-------- Material supplied

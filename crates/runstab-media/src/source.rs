//! Sequential frame sources.
//!
//! [`FfmpegFrameSource`] decodes a file through FFmpeg's rawvideo output;
//! [`MemoryFrameSource`] replays frames already held in memory (frame cache
//! and tests).

use async_trait::async_trait;
use image::RgbImage;
use std::collections::VecDeque;
use std::path::{Path, PathBuf};
use tokio::io::AsyncReadExt;
use tokio::process::{Child, ChildStdout};
use tokio::task::JoinHandle;
use tracing::{debug, warn};

use crate::command::{stderr_tail, FfmpegCommand};
use crate::error::{MediaError, MediaResult};
use crate::frame::Frame;
use crate::probe::{probe_video, VideoInfo};

/// Ordered stream of decoded frames.
#[async_trait]
pub trait FrameSource: Send {
    /// Metadata of the underlying video.
    fn info(&self) -> &VideoInfo;

    /// Next frame in decode order, or `None` at end of stream.
    async fn next_frame(&mut self) -> MediaResult<Option<Frame>>;

    /// Release the decoder.
    async fn close(&mut self) -> MediaResult<()>;
}

/// Frame source backed by an FFmpeg decode process.
pub struct FfmpegFrameSource {
    path: PathBuf,
    info: VideoInfo,
    child: Option<Child>,
    stdout: Option<ChildStdout>,
    stderr: Option<JoinHandle<String>>,
    next_index: usize,
}

impl FfmpegFrameSource {
    /// Probe and start decoding a video file.
    pub async fn open(path: impl AsRef<Path>) -> MediaResult<Self> {
        let path = path.as_ref();
        let info = probe_video(path).await?;

        let (mut child, stderr) = FfmpegCommand::to_pipe(path).raw_rgb_output().spawn()?;
        let stdout = child.stdout.take().ok_or_else(|| {
            MediaError::ffmpeg_failed("Failed to capture FFmpeg stdout", None, None)
        })?;

        debug!(
            "Decoding {} ({}x{} @ {:.2}fps, ~{} frames)",
            path.display(),
            info.width,
            info.height,
            info.fps,
            info.frame_count
        );

        Ok(Self {
            path: path.to_path_buf(),
            info,
            child: Some(child),
            stdout: Some(stdout),
            stderr: Some(stderr),
            next_index: 0,
        })
    }

    /// Wait for the decoder after its stdout closed.
    async fn finish_decoder(&mut self) -> MediaResult<()> {
        self.stdout = None;
        let Some(mut child) = self.child.take() else {
            return Ok(());
        };

        let status = child.wait().await?;
        let stderr = match self.stderr.take() {
            Some(handle) => stderr_tail(handle).await,
            None => None,
        };

        if status.success() {
            Ok(())
        } else {
            Err(MediaError::ffmpeg_failed(
                format!("Decoding {} failed", self.path.display()),
                stderr,
                status.code(),
            ))
        }
    }
}

#[async_trait]
impl FrameSource for FfmpegFrameSource {
    fn info(&self) -> &VideoInfo {
        &self.info
    }

    async fn next_frame(&mut self) -> MediaResult<Option<Frame>> {
        let Some(stdout) = self.stdout.as_mut() else {
            return Ok(None);
        };

        let frame_bytes = self.info.rgb_frame_bytes();
        let mut buffer = vec![0u8; frame_bytes];
        let mut filled = 0;
        while filled < frame_bytes {
            let n = stdout.read(&mut buffer[filled..]).await?;
            if n == 0 {
                break;
            }
            filled += n;
        }

        if filled < frame_bytes {
            if filled > 0 {
                warn!(
                    "Discarding partial frame {} ({} of {} bytes) from {}",
                    self.next_index,
                    filled,
                    frame_bytes,
                    self.path.display()
                );
            }
            self.finish_decoder().await?;
            return Ok(None);
        }

        let image = RgbImage::from_raw(self.info.width, self.info.height, buffer)
            .ok_or_else(|| MediaError::internal("RGB buffer does not match frame size"))?;
        let frame = Frame::new(self.next_index, image);
        self.next_index += 1;
        Ok(Some(frame))
    }

    async fn close(&mut self) -> MediaResult<()> {
        self.stdout = None;
        if let Some(mut child) = self.child.take() {
            // Stop the decoder if the caller is done before end of stream.
            let _ = child.start_kill();
            let _ = child.wait().await;
        }
        if let Some(handle) = self.stderr.take() {
            let _ = handle.await;
        }
        Ok(())
    }
}

/// Frame source replaying frames held in memory.
pub struct MemoryFrameSource {
    info: VideoInfo,
    frames: VecDeque<Frame>,
}

impl MemoryFrameSource {
    /// Create a source over frames already in decode order.
    pub fn new(info: VideoInfo, frames: Vec<Frame>) -> Self {
        Self {
            info,
            frames: frames.into(),
        }
    }

    /// Frames not yet consumed.
    pub fn remaining(&self) -> usize {
        self.frames.len()
    }
}

#[async_trait]
impl FrameSource for MemoryFrameSource {
    fn info(&self) -> &VideoInfo {
        &self.info
    }

    async fn next_frame(&mut self) -> MediaResult<Option<Frame>> {
        Ok(self.frames.pop_front())
    }

    async fn close(&mut self) -> MediaResult<()> {
        self.frames.clear();
        Ok(())
    }
}
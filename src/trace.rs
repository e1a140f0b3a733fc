//! Waveform dumps of the signal bus, in VCD format.

use crate::bus::{Sample, SignalBus};
use std::collections::HashMap;
use std::io::{self, Write};

/// receives the bus state at each clock phase
pub trait TraceSink {
    /// record the bus at sample index `time` (`10*tick + 5*phase`). Called
    /// after the core has evaluated that phase, so the sample holds its result.
    fn dump(&mut self, bus: &SignalBus, time: u64) -> Result<(), io::Error>;

    /// flush and let go of whatever we're writing to
    fn close(&mut self) -> Result<(), io::Error>;
}

/// sample index for a clock phase of a tick
pub fn sample_index(tick: u64, phase: u8) -> u64 {
    10 * tick + 5 * phase as u64
}

/// VCD identifiers are short printable strings; this makes the n'th one
fn identifier(mut n: usize) -> String {
    const FIRST: u8 = b'!';
    const RANGE: usize = (b'~' - b'!' + 1) as usize;
    let mut id = String::new();
    loop {
        id.push((FIRST + (n % RANGE) as u8) as char);
        n /= RANGE;
        if n == 0 {
            return id;
        }
        n -= 1;
    }
}

fn value_change(sample: &Sample, id: &str) -> String {
    if sample.width == 1 {
        format!("{}{}", sample.value & 1, id)
    } else {
        format!("b{:b} {}", sample.value, id)
    }
}

/// writes a value change dump to any writer, header on the first sample
pub struct VcdTrace<W: Write> {
    out: W,
    ids: HashMap<&'static str, String>,
    last: HashMap<&'static str, u64>,
    started: bool,
    closed: bool,
}

impl<W: Write> VcdTrace<W> {
    pub fn new(out: W) -> Self {
        VcdTrace {
            out,
            ids: HashMap::new(),
            last: HashMap::new(),
            started: false,
            closed: false,
        }
    }

    fn header(&mut self, samples: &[Sample]) -> Result<(), io::Error> {
        writeln!(self.out, "$version ec130 {} $end", env!("CARGO_PKG_VERSION"))?;
        writeln!(self.out, "$timescale 1ns $end")?;
        writeln!(self.out, "$scope module top $end")?;
        for (n, s) in samples.iter().enumerate() {
            let id = identifier(n);
            writeln!(self.out, "$var wire {} {} {} $end", s.width, id, s.name)?;
            self.ids.insert(s.name, id);
        }
        writeln!(self.out, "$upscope $end")?;
        writeln!(self.out, "$enddefinitions $end")?;
        Ok(())
    }

    /// hand back the writer
    pub fn into_inner(self) -> W {
        self.out
    }
}

impl<W: Write> TraceSink for VcdTrace<W> {
    fn dump(&mut self, bus: &SignalBus, time: u64) -> Result<(), io::Error> {
        if self.closed {
            return Ok(());
        }
        let samples = bus.samples();
        if !self.started {
            self.header(&samples)?;
            self.started = true;
        }
        let changed = samples
            .iter()
            .filter(|s| self.last.get(s.name) != Some(&s.value))
            .collect::<Vec<_>>();
        if changed.is_empty() {
            return Ok(());
        }
        writeln!(self.out, "#{}", time)?;
        for s in changed {
            let id = match self.ids.get(s.name) {
                Some(id) => id,
                None => continue,
            };
            writeln!(self.out, "{}", value_change(s, id))?;
            self.last.insert(s.name, s.value);
        }
        Ok(())
    }

    fn close(&mut self) -> Result<(), io::Error> {
        self.closed = true;
        self.out.flush()
    }
}

/// keeps every dump in memory, for tests
#[derive(Default)]
pub struct MemoryTrace {
    pub times: Vec<u64>,
    pub clocks: Vec<bool>,
    pub timings: Vec<u16>,
    pub closed: bool,
}

impl TraceSink for MemoryTrace {
    fn dump(&mut self, bus: &SignalBus, time: u64) -> Result<(), io::Error> {
        self.times.push(time);
        self.clocks.push(bus.clk);
        self.timings.push(bus.outputs.timing);
        Ok(())
    }

    fn close(&mut self) -> Result<(), io::Error> {
        self.closed = true;
        Ok(())
    }
}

----------------

**Problem statement:**
Using the records above, report each line that contains the word "JoinHandle" by copying it.

**Result below:**
use tokio::task::JoinHandle;
    stderr: Option<JoinHandle<String>>,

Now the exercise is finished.